The expected output is the data itself, duplicated in full.

(Stored data)

════════

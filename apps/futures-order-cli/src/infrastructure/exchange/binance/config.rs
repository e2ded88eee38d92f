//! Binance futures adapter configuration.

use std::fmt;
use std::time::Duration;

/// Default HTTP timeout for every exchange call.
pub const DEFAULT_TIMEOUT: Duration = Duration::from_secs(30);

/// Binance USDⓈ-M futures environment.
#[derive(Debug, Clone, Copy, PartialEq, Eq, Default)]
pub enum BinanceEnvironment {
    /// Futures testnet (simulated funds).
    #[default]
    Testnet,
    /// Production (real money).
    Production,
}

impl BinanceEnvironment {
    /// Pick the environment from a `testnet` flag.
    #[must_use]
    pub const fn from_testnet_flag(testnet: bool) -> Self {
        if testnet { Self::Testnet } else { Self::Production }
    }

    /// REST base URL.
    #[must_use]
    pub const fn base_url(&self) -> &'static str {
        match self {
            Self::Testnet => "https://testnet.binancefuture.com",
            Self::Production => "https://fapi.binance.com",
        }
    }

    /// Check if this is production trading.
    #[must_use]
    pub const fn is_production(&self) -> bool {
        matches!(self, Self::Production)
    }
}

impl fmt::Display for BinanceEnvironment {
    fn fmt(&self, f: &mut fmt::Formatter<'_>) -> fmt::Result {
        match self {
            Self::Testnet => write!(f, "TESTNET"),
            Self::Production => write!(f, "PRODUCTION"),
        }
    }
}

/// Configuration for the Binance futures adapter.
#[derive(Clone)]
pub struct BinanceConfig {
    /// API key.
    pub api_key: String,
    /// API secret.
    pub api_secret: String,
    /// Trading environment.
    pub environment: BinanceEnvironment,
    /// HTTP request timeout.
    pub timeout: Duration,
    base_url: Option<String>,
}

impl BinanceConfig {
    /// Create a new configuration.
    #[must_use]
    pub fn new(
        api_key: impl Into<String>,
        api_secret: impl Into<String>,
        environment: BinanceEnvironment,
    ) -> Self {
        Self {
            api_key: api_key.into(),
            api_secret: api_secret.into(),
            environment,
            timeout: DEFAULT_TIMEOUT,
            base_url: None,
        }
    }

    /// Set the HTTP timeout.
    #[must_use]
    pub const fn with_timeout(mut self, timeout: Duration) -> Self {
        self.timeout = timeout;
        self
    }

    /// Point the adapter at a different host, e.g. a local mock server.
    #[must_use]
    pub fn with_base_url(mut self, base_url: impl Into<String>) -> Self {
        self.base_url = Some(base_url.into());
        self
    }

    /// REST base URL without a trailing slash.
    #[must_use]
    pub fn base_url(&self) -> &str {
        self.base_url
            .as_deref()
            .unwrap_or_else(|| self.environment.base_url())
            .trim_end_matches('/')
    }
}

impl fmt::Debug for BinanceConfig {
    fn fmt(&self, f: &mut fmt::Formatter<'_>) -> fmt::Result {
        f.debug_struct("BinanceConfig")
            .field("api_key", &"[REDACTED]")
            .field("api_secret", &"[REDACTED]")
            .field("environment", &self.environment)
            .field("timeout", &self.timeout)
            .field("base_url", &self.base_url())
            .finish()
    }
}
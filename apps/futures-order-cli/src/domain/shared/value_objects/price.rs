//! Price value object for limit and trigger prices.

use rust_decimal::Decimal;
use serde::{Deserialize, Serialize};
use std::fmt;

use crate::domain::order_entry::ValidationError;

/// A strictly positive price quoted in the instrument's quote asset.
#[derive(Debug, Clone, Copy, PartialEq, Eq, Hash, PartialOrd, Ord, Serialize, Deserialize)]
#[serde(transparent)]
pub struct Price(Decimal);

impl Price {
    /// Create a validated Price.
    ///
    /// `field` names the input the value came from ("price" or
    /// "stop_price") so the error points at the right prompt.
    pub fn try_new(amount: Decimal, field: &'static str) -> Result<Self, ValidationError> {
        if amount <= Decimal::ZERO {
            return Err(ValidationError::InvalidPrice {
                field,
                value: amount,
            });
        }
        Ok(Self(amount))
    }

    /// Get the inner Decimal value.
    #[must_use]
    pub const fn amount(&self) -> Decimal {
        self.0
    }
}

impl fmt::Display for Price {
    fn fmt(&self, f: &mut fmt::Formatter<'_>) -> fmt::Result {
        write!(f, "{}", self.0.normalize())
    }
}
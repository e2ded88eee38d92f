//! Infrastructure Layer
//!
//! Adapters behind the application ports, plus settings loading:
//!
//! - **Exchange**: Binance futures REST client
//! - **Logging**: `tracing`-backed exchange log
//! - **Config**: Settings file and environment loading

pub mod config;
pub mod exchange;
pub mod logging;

════════

**EXERCISE SOLUTION:**
filename apps/futures-order-cli/src/infrastructure/exchange/binance/config.rs
repository e2ded88eee38d92f
//! Binance futures adapter configuration.

use std::fmt;
use std::time::Duration;

/// Default HTTP timeout for every exchange call.
pub const DEFAULT_TIMEOUT: Duration = Duration::from_secs(30);

/// Binance USDⓈ-M futures environment.
#[derive(Debug, Clone, Copy, PartialEq, Eq, Default)]
pub enum BinanceEnvironment {
    /// Futures testnet (simulated funds).
    #[default]
    Testnet,
    /// Production (real money).
    Production,
}

impl BinanceEnvironment {
    /// Pick the environment from a `testnet` flag.
    #[must_use]
    pub const fn from_testnet_flag(testnet: bool) -> Self {
        if testnet { Self::Testnet } else { Self::Production }
    }

    /// REST base URL.
    #[must_use]
    pub const fn base_url(&self) -> &'static str {
        match self {
            Self::Testnet => "https://testnet.binancefuture.com",
            Self::Production => "https://fapi.binance.com",
        }
    }

    /// Check if this is production trading.
    #[must_use]
    pub const fn is_production(&self) -> bool {
        matches!(self, Self::Production)
    }
}

impl fmt::Display for BinanceEnvironment {
    fn fmt(&self, f: &mut fmt::Formatter<'_>) -> fmt::Result {
        match self {
            Self::Testnet => write!(f, "TESTNET"),
            Self::Production => write!(f, "PRODUCTION"),
        }
    }
}

/// Configuration for the Binance futures adapter.
#[derive(Clone)]
pub struct BinanceConfig {
    /// API key.
    pub api_key: String,
    /// API secret.
    pub api_secret: String,
    /// Trading environment.
    pub environment: BinanceEnvironment,
    /// HTTP request timeout.
    pub timeout: Duration,
    base_url: Option<String>,
}

impl BinanceConfig {
    /// Create a new configuration.
    #[must_use]
    pub fn new(
        api_key: impl Into<String>,
        api_secret: impl Into<String>,
        environment: BinanceEnvironment,
    ) -> Self {
        Self {
            api_key: api_key.into(),
            api_secret: api_secret.into(),
            environment,
            timeout: DEFAULT_TIMEOUT,
            base_url: None,
        }
    }

    /// Set the HTTP timeout.
    #[must_use]
    pub const fn with_timeout(mut self, timeout: Duration) -> Self {
        self.timeout = timeout;
        self
    }

    /// Point the adapter at a different host, e.g. a local mock server.
    #[must_use]
    pub fn with_base_url(mut self, base_url: impl Into<String>) -> Self {
        self.base_url = Some(base_url.into());
        self
    }

    /// REST base URL without a trailing slash.
    #[must_use]
    pub fn base_url(&self) -> &str {
        self.base_url
            .as_deref()
            .unwrap_or_else(|| self.environment.base_url())
            .trim_end_matches('/')
    }
}

impl fmt::Debug for BinanceConfig {
    fn fmt(&self, f: &mut fmt::Formatter<'_>) -> fmt::Result {
        f.debug_struct("BinanceConfig")
            .field("api_key", &"[REDACTED]")
            .field("api_secret", &"[REDACTED]")
            .field("environment", &self.environment)
            .field("timeout", &self.timeout)
            .field("base_url", &self.base_url())
            .finish()
    }
}
filename apps/futures-order-cli/src/domain/shared/value_objects/price.rs
//! Price value object for limit and trigger prices.

use rust_decimal::Decimal;
use serde::{Deserialize, Serialize};
use std::fmt;

use crate::domain::order_entry::ValidationError;

/// A strictly positive price quoted in the instrument's quote asset.
#[derive(Debug, Clone, Copy, PartialEq, Eq, Hash, PartialOrd, Ord, Serialize, Deserialize)]
#[serde(transparent)]
pub struct Price(Decimal);

impl Price {
    /// Create a validated Price.
    ///
    /// `field` names the input the value came from ("price" or
    /// "stop_price") so the error points at the right prompt.
    pub fn try_new(amount: Decimal, field: &'static str) -> Result<Self, ValidationError> {
        if amount <= Decimal::ZERO {
            return Err(ValidationError::InvalidPrice {
                field,
                value: amount,
            });
        }
        Ok(Self(amount))
    }

    /// Get the inner Decimal value.
    #[must_use]
    pub const fn amount(&self) -> Decimal {
        self.0
    }
}

impl fmt::Display for Price {
    fn fmt(&self, f: &mut fmt::Formatter<'_>) -> fmt::Result {
        write!(f, "{}", self.0.normalize())
    }
}
repository e2ded88eee38d92f
//! Infrastructure Layer
//!
//! Adapters behind the application ports, plus settings loading:
//!
//! - **Exchange**: Binance futures REST client
//! - **Logging**: `tracing`-backed exchange log
//! - **Config**: Settings file and environment loading

pub mod config;
pub mod exchange;
pub mod logging;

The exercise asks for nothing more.